Keywords: Cough, Longitudinal respiratory symptoms, Phlegm, Predictors, Wheeze
Abstract
HISTORIQUE :
Les prédicteurs des nouveaux symptômes respiratoires et de ces symptômes à long terme sont mal définis chez les habitants des régions rurales.
OBJECTIF :
Déterminer les prédicteurs précoces de symptômes respiratoires dans la population d’une collectivité rurale.
MÉTHODOLOGIE :
La population à l’étude se composait de 871 habitants adultes de la collectivité rurale de Humboldt, en Saskatchewan, qui avaient participé à deux études respiratoires transversales en 1993 et en 2003. L’information relative au questionnaire obtenue à ces deux moments incluait les symptômes respiratoires (toux, mucosités et respiration sifflante), les antécédents d’allergies, le tabagisme et les renseignements sur les environnements de la maison et de la ferme. La modélisation transitionnelle, qui décrit une mesure dans une séquence longitudinale en fonction des issues antérieures, a permis de prédire les issues de toux, de mucosités et de respiration sifflante plus tard.
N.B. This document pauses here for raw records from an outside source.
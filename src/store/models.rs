//! Durable entity types owned by the persistence gateway.

use chrono::{DateTime, Utc};
use serde::{Deserialize, Serialize};
use std::fmt;

use crate::money::{Money, Multiplier};

#[derive(Debug, Clone, Copy, PartialEq, Eq, Serialize, Deserialize)]
#[serde(rename_all = "SCREAMING_SNAKE_CASE")]
pub enum Role {
    Player,
    Admin,
}

impl Role {
    pub fn as_str(&self) -> &'static str {
        match self {
            Role::Player => "PLAYER",
            Role::Admin => "ADMIN",
        }
    }

    pub fn parse(value: &str) -> Option<Role> {
        match value {
            "PLAYER" => Some(Role::Player),
            "ADMIN" => Some(Role::Admin),
            _ => None,
        }
    }
}

impl fmt::Display for Role {
    fn fmt(&self, f: &mut fmt::Formatter<'_>) -> fmt::Result {
        f.write_str(self.as_str())
    }
}

/// A registered player or administrator. Never deleted; deactivated via
/// `is_active`.
#[derive(Debug, Clone)]
pub struct User {
    pub id: i64,
    pub external_id: Option<String>,
    pub username: String,
    pub role: Role,
    pub balance: Money,
    pub total_wagered: Money,
    pub total_won: Money,
    pub total_lost: Money,
    pub games_played: i64,
    pub biggest_win: Money,
    pub biggest_loss: Money,
    pub xp: i64,
    pub level: i64,
    pub is_active: bool,
    pub password_hash: Option<String>,
    pub last_farming_claim: Option<DateTime<Utc>>,
    pub created_at: DateTime<Utc>,
    pub last_login_at: Option<DateTime<Utc>>,
}

impl User {
    /// Aggregate profit definition: winnings minus losses.
    pub fn net_profit(&self) -> Money {
        self.total_won - self.total_lost
    }
}

#[derive(Debug, Clone, Copy, PartialEq, Eq, Serialize, Deserialize)]
#[serde(rename_all = "lowercase")]
pub enum RoundStatus {
    Betting,
    Running,
    Crashed,
}

impl RoundStatus {
    pub fn as_str(&self) -> &'static str {
        match self {
            RoundStatus::Betting => "BETTING",
            RoundStatus::Running => "RUNNING",
            RoundStatus::Crashed => "CRASHED",
        }
    }

    pub fn parse(value: &str) -> Option<RoundStatus> {
        match value {
            "BETTING" => Some(RoundStatus::Betting),
            "RUNNING" => Some(RoundStatus::Running),
            "CRASHED" => Some(RoundStatus::Crashed),
            _ => None,
        }
    }
}

/// One committed game cycle. Immutable once CRASHED.
#[derive(Debug, Clone)]
pub struct Round {
    pub id: i64,
    pub round_number: i64,
    pub server_seed: String,
    pub server_seed_hash: String,
    pub client_seed: String,
    pub nonce: i64,
    pub crash: Multiplier,
    pub status: RoundStatus,
    pub started_at: Option<DateTime<Utc>>,
    pub ended_at: Option<DateTime<Utc>>,
    pub created_at: DateTime<Utc>,
}

#[derive(Debug, Clone, Copy, PartialEq, Eq, Serialize, Deserialize)]
#[serde(rename_all = "SCREAMING_SNAKE_CASE")]
pub enum WagerStatus {
    Active,
    CashedOut,
    Lost,
    Cancelled,
}

impl WagerStatus {
    pub fn as_str(&self) -> &'static str {
        match self {
            WagerStatus::Active => "ACTIVE",
            WagerStatus::CashedOut => "CASHED_OUT",
            WagerStatus::Lost => "LOST",
            WagerStatus::Cancelled => "CANCELLED",
        }
    }

    pub fn parse(value: &str) -> Option<WagerStatus> {
        match value {
            "ACTIVE" => Some(WagerStatus::Active),
            "CASHED_OUT" => Some(WagerStatus::CashedOut),
            "LOST" => Some(WagerStatus::Lost),
            "CANCELLED" => Some(WagerStatus::Cancelled),
            _ => None,
        }
    }
}

/// A user's stake in one round. At most one per (user, round).
#[derive(Debug, Clone)]
pub struct Wager {
    pub id: i64,
    pub user_id: i64,
    pub round_id: i64,
    pub stake: Money,
    pub auto_cashout: Option<Multiplier>,
    pub cashout: Option<Multiplier>,
    pub payout: Option<Money>,
    pub status: WagerStatus,
    pub placed_at: DateTime<Utc>,
    pub cashed_out_at: Option<DateTime<Utc>>,
}

#[derive(Debug, Clone, Copy, PartialEq, Eq, Serialize, Deserialize)]
#[serde(rename_all = "SCREAMING_SNAKE_CASE")]
pub enum LedgerEntryType {
    Deposit,
    Withdrawal,
    BetPlaced,
    BetWon,
    BetLost,
    FarmingClaim,
    Adjustment,
}

impl LedgerEntryType {
    pub fn as_str(&self) -> &'static str {
        match self {
            LedgerEntryType::Deposit => "DEPOSIT",
            LedgerEntryType::Withdrawal => "WITHDRAWAL",
            LedgerEntryType::BetPlaced => "BET_PLACED",
            LedgerEntryType::BetWon => "BET_WON",
            LedgerEntryType::BetLost => "BET_LOST",
            LedgerEntryType::FarmingClaim => "FARMING_CLAIM",
            LedgerEntryType::Adjustment => "ADJUSTMENT",
        }
    }

    pub fn parse(value: &str) -> Option<LedgerEntryType> {
        match value {
            "DEPOSIT" => Some(LedgerEntryType::Deposit),
            "WITHDRAWAL" => Some(LedgerEntryType::Withdrawal),
            "BET_PLACED" => Some(LedgerEntryType::BetPlaced),
            "BET_WON" => Some(LedgerEntryType::BetWon),
            "BET_LOST" => Some(LedgerEntryType::BetLost),
            "FARMING_CLAIM" => Some(LedgerEntryType::FarmingClaim),
            "ADJUSTMENT" => Some(LedgerEntryType::Adjustment),
        _ => None,
        }
    }
}

/// Append-only record of one balance delta, with before/after snapshots.
#[derive(Debug, Clone)]
pub struct LedgerEntry {
    pub id: i64,
    pub user_id: i64,
    pub wager_id: Option<i64>,
    pub entry_type: LedgerEntryType,
    /// Always positive; direction comes from the entry type.
    pub amount: Money,
    pub balance_before: Money,
    pub balance_after: Money,
    pub description: String,
    pub created_at: DateTime<Utc>,
}

impl LedgerEntry {
    /// The signed delta this entry applied to the balance.
    pub fn signed_amount(&self) -> Money {
        self.balance_after - self.balance_before
    }
}

/// Per-player preferences, upserted as a whole row.
#[derive(Debug, Clone, Serialize, Deserialize)]
pub struct PlayerSettings {
    pub user_id: i64,
    pub auto_cashout_enabled: bool,
    pub auto_cashout: Option<Multiplier>,
    pub sound_enabled: bool,
    pub daily_limits_enabled: bool,
    pub max_daily_wager: Money,
    pub max_daily_loss: Money,
    pub max_games_per_day: i64,
}

/// Per-user, per-calendar-day usage counters.
#[derive(Debug, Clone, Default)]
pub struct DailyCounters {
    pub wagered: Money,
    pub lost: Money,
    pub games: i64,
}

/// One row of the fairness audit feed. `server_seed` is `None` while the
/// round is inside the reveal grace period.
#[derive(Debug, Clone, Serialize)]
pub struct FairRound {
    pub round_number: i64,
    pub server_seed: Option<String>,
    pub server_seed_hash: String,
    pub client_seed: String,
    pub nonce: i64,
    pub crash_point: Multiplier,
    pub ended_at: Option<DateTime<Utc>>,
}

#[cfg(test)]
mod tests {
    use super::*;

    #[test]
    fn enum_round_trips() {
        for status in [
            WagerStatus::Active,
            WagerStatus::CashedOut,
            WagerStatus::Lost,
            WagerStatus::Cancelled,
        ] {
            assert_eq!(WagerStatus::parse(status.as_str()), Some(status));
        }
        for status in [
            RoundStatus::Betting,
            RoundStatus::Running,
            RoundStatus::Crashed,
        ] {
            assert_eq!(RoundStatus::parse(status.as_str()), Some(status));
        }
        assert_eq!(Role::parse("ADMIN"), Some(Role::Admin));
        assert_eq!(Role::parse("nope"), None);
        assert_eq!(
            LedgerEntryType::parse("FARMING_CLAIM"),
            Some(LedgerEntryType::FarmingClaim)
        );
    }

    #[test]
    fn net_profit_is_won_minus_lost() {
        let mut user = test_user();
        user.total_won = Money::from_major(500);
        user.total_lost = Money::from_major(200);
        user.total_wagered = Money::from_major(900);
        assert_eq!(user.net_profit(), Money::from_major(300));
    }

    fn test_user() -> User {
        User {
            id: 1,
            external_id: None,
            username: "tester".to_string(),
            role: Role::Player,
            balance: Money::ZERO,
            total_wagered: Money::ZERO,
            total_won: Money::ZERO,
            total_lost: Money::ZERO,
            games_played: 0,
            biggest_win: Money::ZERO,
            biggest_loss: Money::ZERO,
            xp: 0,
            level: 1,
            is_active: true,
            password_hash: None,
            last_farming_claim: None,
            created_at: Utc::now(),
            last_login_at: None,
        }
    }
}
En 1993, les personnes asymptomatiques ont été évaluées pour déterminer les facteurs associés à l’apparition de symptômes pendant la période de l’étude.
RÉSULTATS :
En 1993, la prévalence de toux, de mucosités et de respiration sifflante s’élevait à 16,1 %, 18,1 % et 25,5 %, respectivement. L’évolution des symptômes de toux, de mucosités et de respiration sifflante était importante au fil du temps. Les RRR (95 % IC) de modèles transitionnels distincts à l’égard de chaque issue respiratoire en 1993 qui prédisaient le même symptôme en 2003 correspondaient à 6,32 (4,02 à 9,95) à l’égard de la toux, à 14,36 (9,01 à 22,89) à l’égard des mucosités et à 6,40 (4,40 à 9,32) à l’égard de la respiration sifflante. Chez les personnes asymptomatiques en 1993, l’humidité du domicile, les réactions allergiques aux allergènes inhalés et le tabagisme étaient des facteurs de risque majeurs de symptômes respiratoires déclarés en 2003.
CONCLUSION :
La présence des symptômes respiratoires antérieurs, les allergies et l’exposition environnementale permettent de prédire l’occurrence de futurs symptômes respiratoires chez les adultes.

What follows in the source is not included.